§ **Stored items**
==============================
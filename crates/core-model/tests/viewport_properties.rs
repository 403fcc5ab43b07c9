use core_model::Viewport;
use core_text::{FontId, Limits, MonospaceMetrics, Position, TextBuffer};
use proptest::prelude::*;

fn buffer(lens: &[usize]) -> TextBuffer {
    let m = MonospaceMetrics::new(8, 16);
    let mut b = TextBuffer::new(Limits::default(), FontId(0), true);
    for (i, len) in lens.iter().enumerate() {
        if i > 0 {
            b.split_line(i - 1, b.line_len(i - 1)).unwrap();
        }
        for c in 0..*len {
            b.insert_char(&m, i, c, u16::from(b'w'), 0).unwrap();
        }
    }
    b
}

proptest! {
    #[test]
    fn scroll_to_show_makes_cursor_visible(
        lens in prop::collection::vec(0usize..60, 1..40),
        rows in 1u32..8,
        cols in 1u32..20,
        start_first in 0usize..40,
        targets in prop::collection::vec((0usize..45, 0usize..70), 1..20),
    ) {
        let mut b = buffer(&lens);
        let mut view = Viewport::new(cols * 8, rows * 16, 16, 8);
        view.set_first_line(&mut b, start_first);
        for (line, col) in targets {
            let pos = b.clamp(Position::new(line, col));
            view.scroll_to_show(&mut b, pos);
            prop_assert!(view.is_line_visible(pos.line));
            prop_assert_eq!(b.line(pos.line).map(|l| l.y()), Some(view.line_y(pos.line)));
            let x = view.cursor_x(&b, pos);
            prop_assert!(x >= 0);
            prop_assert!(x < i64::from(view.width()));
            // a second call is a no-op
            prop_assert!(!view.scroll_to_show(&mut b, pos));
        }
    }
}
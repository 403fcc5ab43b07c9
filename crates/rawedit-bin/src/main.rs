//! rawedit entrypoint: load a file into the engine, replay a key script,
//! write the result back.
use anyhow::{Context, Result};
use clap::Parser;
use core_config::{EffectiveConfig, load_from};
use core_events::{Event, parse_key_script};
use core_model::Point;
use core_render::{RecordingSurface, RenderScheduler};
use core_text::{FontId, MonospaceMetrics, codec};
use std::fmt;
use std::path::{Path, PathBuf};
use std::sync::Once;
use text_edit::{Status, TextEdit};
use tracing::{error, info, warn};
use tracing_appender::non_blocking::WorkerGuard;

/// Keys applied between two paints.
const KEYS_PER_FRAME: usize = 8;
const CELL_WIDTH: u32 = 8;
const LINE_PITCH: u32 = 16;

/// CLI arguments.
#[derive(Parser, Debug)]
#[command(name = "rawedit", version, about = "Raw multi-line text-edit engine driver")]
struct Args {
    /// File to load (UTF-8 text). Missing files start empty.
    pub path: Option<PathBuf>,
    /// Key script to replay, e.g. `Hello<Enter><S-Home><C-x>`.
    #[arg(long = "keys", default_value = "")]
    pub keys: String,
    /// Write the result here instead of back to `path`.
    #[arg(long = "out")]
    pub out: Option<PathBuf>,
    /// Configuration file path (overrides discovery of `rawedit.toml`).
    #[arg(long = "config")]
    pub config: Option<PathBuf>,
    /// Widget size in columns x rows.
    #[arg(long = "columns", default_value_t = 80)]
    pub columns: u32,
    #[arg(long = "rows", default_value_t = 24)]
    pub rows: u32,
}

struct Summary {
    status: Status,
    saved_to: Option<PathBuf>,
    frames: u64,
}

impl fmt::Display for Summary {
    fn fmt(&self, f: &mut fmt::Formatter<'_>) -> fmt::Result {
        let s = &self.status;
        write!(
            f,
            "lines={} chars={} cursor={}:{} full={} partial={}",
            s.line_count, s.char_count, s.cursor_line, s.cursor_col, s.full, s.partially_loaded
        )?;
        if !s.selection.is_empty() {
            write!(
                f,
                " selection={}:{}-{}:{}",
                s.selection.start.line, s.selection.start.col, s.selection.end.line, s.selection.end.col
            )?;
        }
        write!(f, " frames={}", self.frames)?;
        if let Some(path) = &self.saved_to {
            write!(f, " saved={}", path.display())?;
        }
        Ok(())
    }
}

fn configure_logging() -> Option<WorkerGuard> {
    let log_dir = Path::new(".");
    let log_path = log_dir.join("rawedit.log");
    if log_path.exists() {
        let _ = std::fs::remove_file(&log_path);
    }
    let file_appender = tracing_appender::rolling::never(log_dir, "rawedit.log");
    let (nb_writer, guard) = tracing_appender::non_blocking(file_appender);
    tracing_subscriber::fmt()
        .with_env_filter(tracing_subscriber::EnvFilter::from_default_env())
        .with_writer(nb_writer)
        .try_init()
        .ok()
        .map(|_| guard)
}

fn install_panic_hook() {
    static HOOK: Once = Once::new();
    HOOK.call_once(|| {
        let default_panic = std::panic::take_hook();
        std::panic::set_hook(Box::new(move |info| {
            tracing::error!(target: "runtime.panic", ?info, "panic");
            default_panic(info);
        }));
    });
}

fn load_widget(args: &Args, config: &EffectiveConfig) -> TextEdit<MonospaceMetrics> {
    let metrics = MonospaceMetrics::new(CELL_WIDTH, LINE_PITCH);
    let size = (args.columns.max(1) * CELL_WIDTH, args.rows.max(1) * LINE_PITCH);
    let mut widget = TextEdit::with_config(metrics, FontId(0), true, Point::default(), size, config);
    if let Some(path) = &args.path {
        match std::fs::read_to_string(path) {
            Ok(content) => {
                widget.load_str(&content);
                let status = widget.status();
                info!(
                    target: "runtime.startup",
                    file = %path.display(),
                    size_bytes = content.len(),
                    lines = status.line_count,
                    partial = status.partially_loaded,
                    "file_loaded"
                );
            }
            Err(e) if e.kind() == std::io::ErrorKind::NotFound => {
                info!(target: "runtime.startup", file = %path.display(), "new_file");
            }
            Err(e) => {
                error!(target: "runtime.startup", file = %path.display(), ?e, "file_open_error");
            }
        }
    }
    widget.reset_changed();
    widget
}

/// Replay `keys`, painting once per frame. Returns the number of frames.
fn replay(widget: &mut TextEdit<MonospaceMetrics>, keys: &str) -> Result<u64> {
    let events = parse_key_script(keys).context("invalid key script")?;
    let mut surface = RecordingSurface::new();
    let mut scheduler = RenderScheduler::new();
    widget.redraw(&mut surface);
    for frame in events.chunks(KEYS_PER_FRAME) {
        for key in frame {
            let result = widget.handle_event(&Event::Key(*key));
            if !result.consumed {
                warn!(target: "runtime.startup", %key, "key_not_consumed");
            }
            if let Some(delta) = result.delta {
                scheduler.mark(delta);
            }
        }
        if let Some(decision) = scheduler.consume() {
            surface.clear();
            widget.paint(&mut surface, &decision.effective);
        }
    }
    let m = scheduler.metrics();
    info!(
        target: "render.paint",
        frames = m.semantic_frames,
        full = m.full,
        lines = m.lines,
        scroll = m.scroll,
        cursor_only = m.cursor_only,
        "replay_complete"
    );
    Ok(m.semantic_frames)
}

fn save(widget: &TextEdit<MonospaceMetrics>, target: &Path) -> Result<()> {
    let status = widget.status();
    let units = widget.extract_text(0, status.line_count.saturating_sub(1));
    std::fs::write(target, codec::decode(&units))
        .with_context(|| format!("writing {}", target.display()))?;
    info!(target: "runtime.startup", file = %target.display(), chars = status.char_count, "file_saved");
    Ok(())
}

fn run(args: &Args) -> Result<Summary> {
    let config = load_from(args.config.clone())?.effective();
    let mut widget = load_widget(args, &config);
    let frames = replay(&mut widget, &args.keys)?;
    let target = args.out.as_ref().or(args.path.as_ref());
    let saved_to = match target {
        Some(path) if widget.changed() || args.out.is_some() => {
            save(&widget, path)?;
            Some(path.clone())
        }
        _ => None,
    };
    Ok(Summary {
        status: widget.status(),
        saved_to,
        frames,
    })
}

fn main() -> Result<()> {
    let _log_guard = configure_logging();
    install_panic_hook();
    info!(target: "runtime", "startup");
    let args = Args::parse();
    let summary = run(&args)?;
    println!("{summary}");
    info!(target: "runtime", "shutdown");
    Ok(())
}
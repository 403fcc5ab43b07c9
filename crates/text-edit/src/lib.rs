//! Multi-line text-edit widget.
//!
//! [`TextEdit`] owns one buffer, its cursor/selection, the viewport, the
//! blink clock, a clipboard and the attached scrollbars. Every mutator comes
//! in two forms:
//! - silent: performs the logical change and returns the damage as an
//!   optional [`RenderDelta`] (or a plain value for queries-with-effects such
//!   as [`TextEdit::copy`]);
//! - `*_draw`: performs the same change and immediately paints the damage
//!   on the supplied [`RenderSurface`], then refreshes the scrollbars.
//!
//! Hidden widgets and bulk loaders use the silent forms and call
//! [`TextEdit::paint`] (or [`TextEdit::redraw`]) once at the end.

use core_actions::{
    Clipboard, DispatchResult, EditContext, EventRouter, MemoryClipboard, MotionKind, dispatch, edit, motion,
};
use core_config::EffectiveConfig;
use core_events::Event;
use core_model::{EditorModel, Point, Viewport};
use core_render::{Painter, RenderDelta, RenderSurface, Scrollbar};
use core_state::{Colors, CursorBlink, EditState, MarkMode, SelectionSpan};
use core_text::{CodeUnit, ColorIndex, FontId, GlyphMetrics, Limits, Position, TextBuffer, codec};
use std::time::Duration;
use tracing::debug;

/// Snapshot returned by [`TextEdit::status`].
#[derive(Debug, Clone, Copy, PartialEq, Eq)]
pub struct Status {
    pub line_count: usize,
    pub char_count: usize,
    pub cursor_line: usize,
    pub cursor_col: usize,
    /// Approximate number of columns that fit the width.
    pub visible_columns: usize,
    pub selection: SelectionSpan,
    pub full: bool,
    pub partially_loaded: bool,
}

pub struct TextEdit<M: GlyphMetrics> {
    model: EditorModel,
    metrics: M,
    painter: Painter,
    router: EventRouter,
    clipboard: Box<dyn Clipboard>,
    vertical: Option<Box<dyn Scrollbar>>,
    horizontal: Option<Box<dyn Scrollbar>>,
}
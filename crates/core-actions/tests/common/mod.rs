#![allow(dead_code)] // Shared across integration tests; each binary uses a subset.

use core_actions::edit;
use core_model::{EditorModel, Point, Viewport};
use core_state::EditState;
use core_text::{FontId, Limits, MonospaceMetrics, TextBuffer, codec};

pub const CELL: u32 = 8;
pub const PITCH: u32 = 16;

pub fn metrics() -> MonospaceMetrics {
    MonospaceMetrics::new(CELL, PITCH)
}

/// Model with `visible` lines of height, loaded with `text`.
pub fn model_with(text: &str, visible: u32, limits: Limits) -> EditorModel {
    let buffer = TextBuffer::new(limits, FontId(0), true);
    let mut model = EditorModel::new(
        EditState::new(buffer),
        Viewport::new(40 * CELL, visible * PITCH, PITCH, CELL),
        Point::default(),
    );
    edit::set_text(&mut model, &metrics(), &codec::encode(text));
    model
}

pub fn model(text: &str) -> EditorModel {
    model_with(text, 10, Limits::default())
}

/// Buffer content with `\n` between lines.
pub fn text(model: &EditorModel) -> String {
    let buffer = model.state().buffer();
    codec::decode(&buffer.extract_text(0, buffer.line_count() - 1))
}

pub fn numbered(lines: usize) -> String {
    (0..lines).map(|i| format!("line{i}")).collect::<Vec<_>>().join("\n")
}
//! Clipboard contract.
//!
//! The transport (system clipboard, another widget) lives outside the
//! engine; it exchanges raw code-unit sequences with one code unit per line
//! break.

use core_text::CodeUnit;
use tracing::debug;

/// Sequence handed out by a clipboard.
#[derive(Debug, Clone, PartialEq, Eq, Default)]
pub struct ClipboardContent {
    pub units: Vec<CodeUnit>,
    /// The source held more than could be delivered.
    pub truncated: bool,
}

pub trait Clipboard {
    /// Current content, or `None` when there is nothing to paste.
    fn get_sequence(&mut self) -> Option<ClipboardContent>;
    /// Offer a sequence. Returns false if it was not accepted.
    fn put_sequence(&mut self, units: &[CodeUnit]) -> bool;
}

pub const DEFAULT_CLIPBOARD_UNITS: usize = 65_536;

/// In-process clipboard with a fixed capacity. Oversized sequences keep
/// their prefix and report truncation on the next read.
#[derive(Debug, Clone)]
pub struct MemoryClipboard {
    units: Vec<CodeUnit>,
    max_units: usize,
    truncated: bool,
}

impl Default for MemoryClipboard {
    fn default() -> Self {
        Self::new(DEFAULT_CLIPBOARD_UNITS)
    }
}

impl MemoryClipboard {
    pub fn new(max_units: usize) -> Self {
        Self {
            units: Vec::new(),
            max_units,
            truncated: false,
        }
    }

    pub fn with_content(max_units: usize, units: &[CodeUnit]) -> Self {
        let mut clip = Self::new(max_units);
        clip.put_sequence(units);
        clip
    }

    pub fn units(&self) -> &[CodeUnit] {
        &self.units
    }

    pub fn max_units(&self) -> usize {
        self.max_units
    }
}

impl Clipboard for MemoryClipboard {
    fn get_sequence(&mut self) -> Option<ClipboardContent> {
        if self.units.is_empty() {
            return None;
        }
        Some(ClipboardContent {
            units: self.units.clone(),
            truncated: self.truncated,
        })
    }

    fn put_sequence(&mut self, units: &[CodeUnit]) -> bool {
        if self.max_units == 0 {
            return false;
        }
        let keep = units.len().min(self.max_units);
        self.units.clear();
        self.units.extend_from_slice(&units[..keep]);
        self.truncated = keep < units.len();
        if self.truncated {
            debug!(target: "actions.edit", offered = units.len(), kept = keep, "clipboard_truncated");
        }
        true
    }
}
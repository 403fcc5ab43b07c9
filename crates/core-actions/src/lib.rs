//! Logical operations on an [`EditorModel`](core_model::EditorModel).
//!
//! Input events are resolved into an [`Action`] by the [`EventRouter`]
//! (pointer, wheel, scrollbar, tick) and [`translate_key`] (keyboard), then
//! applied by [`dispatch`]. Every operation reports what it invalidated as an
//! optional [`RenderDelta`](core_render::RenderDelta); `None` means nothing
//! visible changed, including rejected edits.
//!
//! Modules:
//! * `edit`      - text mutation (insert/delete/newline/paste/colorize)
//! * `motion`    - cursor, selection, scroll and blink changes
//! * `clipboard` - clipboard contract and an in-process implementation
//! * `router`    - pointer/wheel/scrollbar/tick resolution
//! * `key_translator` - keyboard resolution

use core_state::MarkMode;
use core_text::{CodeUnit, Position};
use std::time::Instant;

pub mod clipboard;
pub mod dispatcher;
pub mod edit;
pub mod key_translator;
pub mod motion;
pub mod router;

pub use clipboard::{Clipboard, ClipboardContent, MemoryClipboard};
pub use dispatcher::{DispatchResult, EditContext, dispatch};
pub use key_translator::translate_key;
pub use router::EventRouter;

#[derive(Debug, Clone, Copy, PartialEq, Eq)]
pub enum MotionKind {
    Left,
    Right,
    Up,
    Down,
    LineStart,
    LineEnd,
    PageUp,
    PageDown,
    BufferStart,
    BufferEnd,
}

#[derive(Debug, Clone, Copy, PartialEq, Eq)]
pub enum EditKind {
    InsertChar(CodeUnit),
    NewLine,
    Backspace,
    Delete,
}

#[derive(Debug, Clone, Copy, PartialEq, Eq)]
pub enum Action {
    Motion { kind: MotionKind, extend: bool },
    Edit(EditKind),
    Copy,
    Cut,
    Paste,
    SelectAll,
    /// Absolute cursor placement (pointer press or drag).
    MoveTo { pos: Position, mark: MarkMode },
    /// Primary button released.
    PointerRelease,
    /// Scroll by lines; negative is up.
    Scroll(isize),
    SetFirstLine(usize),
    SetXOrigin(u32),
    Tick(Instant),
    Focus(bool),
}
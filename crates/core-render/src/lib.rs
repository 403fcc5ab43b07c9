//! Damage tracking and painting for the text-edit widget.
//!
//! Every logical operation reports a [`RenderDelta`] describing what it
//! invalidated. Callers that are visible hand the delta (or several, merged
//! through [`RenderScheduler`]) to the [`Painter`], which turns it into the
//! minimal set of [`RenderSurface`] calls. Callers that are not visible
//! (bulk loads, hidden widgets) simply drop the delta; this is the whole of
//! the draw/no-draw split.
//!
//! Exposed components:
//! - `scheduler`: merges deltas into a per-frame [`Decision`].
//! - `surface`: the drawing and scrollbar contracts implemented by the host.
//! - `painter`: full, line and cursor-only repaint paths plus scrollbar sync.

pub mod painter;
pub mod scheduler;
pub mod surface;

pub use painter::{PaintStats, Painter};
pub use scheduler::{Decision, RenderDelta, RenderScheduler};
pub use surface::{DrawCall, RecordingSurface, RenderSurface, Scrollbar};
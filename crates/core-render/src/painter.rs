//! Turns a [`RenderDelta`] into surface calls.
//!
//! Paths:
//! - Full: clear the widget rectangle, paint every visible line, flush once.
//! - Lines: repaint the visible lines in the range (plus the lines holding
//!   the previous and current cursor) and flush each. A range covering the
//!   whole viewport escalates to Full.
//! - CursorOnly: repaint the previous cursor line and the current one.
//!
//! Each painted line is cleared to the background, then every cell on
//! screen is drawn with its own foreground, or inverted when selected, and
//! finally the cursor bar is drawn if the blink phase shows it.

use crate::scheduler::RenderDelta;
use crate::surface::{RenderSurface, Scrollbar, apply_limits};
use core_model::{EditorModel, Viewport};
use core_state::{Colors, SelectionSpan};
use core_text::{Position, TextBuffer};
use tracing::trace;

/// Counters for executed paint paths.
#[derive(Debug, Default, Clone, Copy, PartialEq, Eq)]
pub struct PaintStats {
    pub full_frames: u64,
    pub partial_frames: u64,
    pub lines_painted: u64,
    pub glyphs_drawn: u64,
    pub escalated: u64,
}

#[derive(Debug, Default)]
pub struct Painter {
    last_cursor: Option<Position>,
    stats: PaintStats,
}

struct Frame<'a> {
    buffer: &'a TextBuffer,
    view: &'a Viewport,
    colors: Colors,
    selection: SelectionSpan,
    cursor: Position,
    cursor_visible: bool,
    left: i32,
    top: i32,
    right: i32,
    bottom: i32,
}

impl<'a> Frame<'a> {
    fn new(model: &'a EditorModel) -> Option<Self> {
        let view = model.view();
        if view.width() == 0 || view.height() == 0 {
            return None;
        }
        let origin = model.origin();
        let state = model.state();
        Some(Self {
            buffer: state.buffer(),
            view,
            colors: state.colors,
            selection: state.selection().span(),
            cursor: state.cursor(),
            cursor_visible: model.blink().is_visible(),
            left: origin.x,
            top: origin.y,
            right: origin.x.saturating_add(view.width() as i32 - 1),
            bottom: origin.y.saturating_add(view.height() as i32 - 1),
        })
    }
}

impl Painter {
    pub fn new() -> Self {
        Self::default()
    }

    pub fn stats(&self) -> PaintStats {
        self.stats
    }

    /// Forget the previously painted cursor (e.g. after the surface was
    /// cleared by the host).
    pub fn invalidate(&mut self) {
        self.last_cursor = None;
    }

    /// Execute `delta` against `surface`.
    pub fn paint(&mut self, model: &EditorModel, surface: &mut dyn RenderSurface, delta: &RenderDelta) {
        let Some(frame) = Frame::new(model) else {
            return;
        };
        match delta {
            RenderDelta::Full | RenderDelta::Scroll { .. } => self.paint_full(&frame, surface),
            RenderDelta::Lines(range) => {
                if range.len() >= frame.view.visible_lines() {
                    self.stats.escalated += 1;
                    self.paint_full(&frame, surface);
                } else {
                    let mut lines: Vec<usize> = range.clone().collect();
                    lines.extend(self.last_cursor.map(|c| c.line));
                    lines.push(frame.cursor.line);
                    self.paint_partial(&frame, surface, lines);
                }
            }
            RenderDelta::CursorOnly => {
                let mut lines = vec![frame.cursor.line];
                lines.extend(self.last_cursor.map(|c| c.line));
                self.paint_partial(&frame, surface, lines);
            }
        }
        self.last_cursor = Some(frame.cursor);
    }

    /// Report the current scroll window to attached scrollbars.
    pub fn sync_scrollbars(
        model: &EditorModel,
        vertical: Option<&mut dyn Scrollbar>,
        horizontal: Option<&mut dyn Scrollbar>,
    ) {
        let buffer = model.state().buffer();
        if let Some(bar) = vertical {
            apply_limits(bar, model.view().vertical_limits(buffer));
        }
        if let Some(bar) = horizontal {
            apply_limits(bar, model.view().horizontal_limits(buffer));
        }
    }

    fn paint_full(&mut self, frame: &Frame<'_>, surface: &mut dyn RenderSurface) {
        surface.fill_rect(frame.left, frame.top, frame.right, frame.bottom, frame.colors.bg);
        let first = frame.view.first_line();
        let end = frame.view.last_visible_exclusive().min(frame.buffer.line_count());
        let mut painted = 0;
        for idx in first..end {
            if self.paint_line(frame, surface, idx, false) {
                painted += 1;
            }
        }
        surface.flush_rect(frame.left, frame.top, frame.right, frame.bottom);
        self.stats.full_frames += 1;
        trace!(target: "render.paint", path = "full", first, painted, "paint");
    }

    fn paint_partial(&mut self, frame: &Frame<'_>, surface: &mut dyn RenderSurface, mut lines: Vec<usize>) {
        lines.sort_unstable();
        lines.dedup();
        let mut painted = 0;
        for idx in lines {
            if self.paint_line(frame, surface, idx, true) {
                painted += 1;
            }
        }
        self.stats.partial_frames += 1;
        trace!(target: "render.paint", path = "partial", painted, "paint");
    }

    /// Paint one line if it is on screen. Returns whether it was.
    fn paint_line(&mut self, frame: &Frame<'_>, surface: &mut dyn RenderSurface, idx: usize, flush: bool) -> bool {
        let Some(line) = frame.buffer.line(idx) else {
            return false;
        };
        if !frame.view.is_line_visible(idx) {
            return false;
        }
        let pitch = frame.view.line_pitch() as i32;
        let y = frame.view.line_y(idx);
        let top = frame.top + y - pitch;
        let bottom = (frame.top + y - 1).min(frame.bottom);
        let width = i64::from(frame.view.width());
        let x_origin = i64::from(frame.view.x_origin());

        surface.fill_rect(frame.left, top, frame.right, bottom, frame.colors.bg);
        for (col, cell) in line.cells().iter().enumerate() {
            let cx = i64::from(cell.x) - x_origin;
            let w = i64::from(line.cell_width(col));
            if cx + w <= 0 {
                continue;
            }
            if cx >= width {
                break;
            }
            let x = frame.left + cx as i32;
            let (fg, bg) = if frame.selection.contains(idx, col) {
                surface.fill_rect(x, top, x + w as i32 - 1, bottom, frame.colors.selection_bg);
                (frame.colors.selection_fg, frame.colors.selection_bg)
            } else {
                (cell.fg, frame.colors.bg)
            };
            surface.draw_glyph(cell.glyph, x, top, fg, bg);
            self.stats.glyphs_drawn += 1;
        }
        if frame.cursor_visible && frame.cursor.line == idx {
            let cx = i64::from(line.x_at(frame.cursor.col)) - x_origin;
            if (0..width).contains(&cx) {
                let x = frame.left + cx as i32;
                surface.fill_rect(x, top, x, bottom, frame.colors.cursor);
            }
        }
        if flush {
            surface.flush_rect(frame.left, top, frame.right, bottom);
        }
        self.stats.lines_painted += 1;
        true
    }
}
==============================
§ **Description of the task**
From the entries above, write out only the lines starting at the line that holds "filename crates/core-actions/src/lib.rs" and ending at the line that holds "and blink changes", keeping both and matching them exactly.

§ **Completed exercise**
filename crates/core-actions/src/lib.rs
//! Logical operations on an [`EditorModel`](core_model::EditorModel).
//!
//! Input events are resolved into an [`Action`] by the [`EventRouter`]
//! (pointer, wheel, scrollbar, tick) and [`translate_key`] (keyboard), then
//! applied by [`dispatch`]. Every operation reports what it invalidated as an
//! optional [`RenderDelta`](core_render::RenderDelta); `None` means nothing
//! visible changed, including rejected edits.
//!
//! Modules:
//! * `edit`      - text mutation (insert/delete/newline/paste/colorize)
//! * `motion`    - cursor, selection, scroll and blink changes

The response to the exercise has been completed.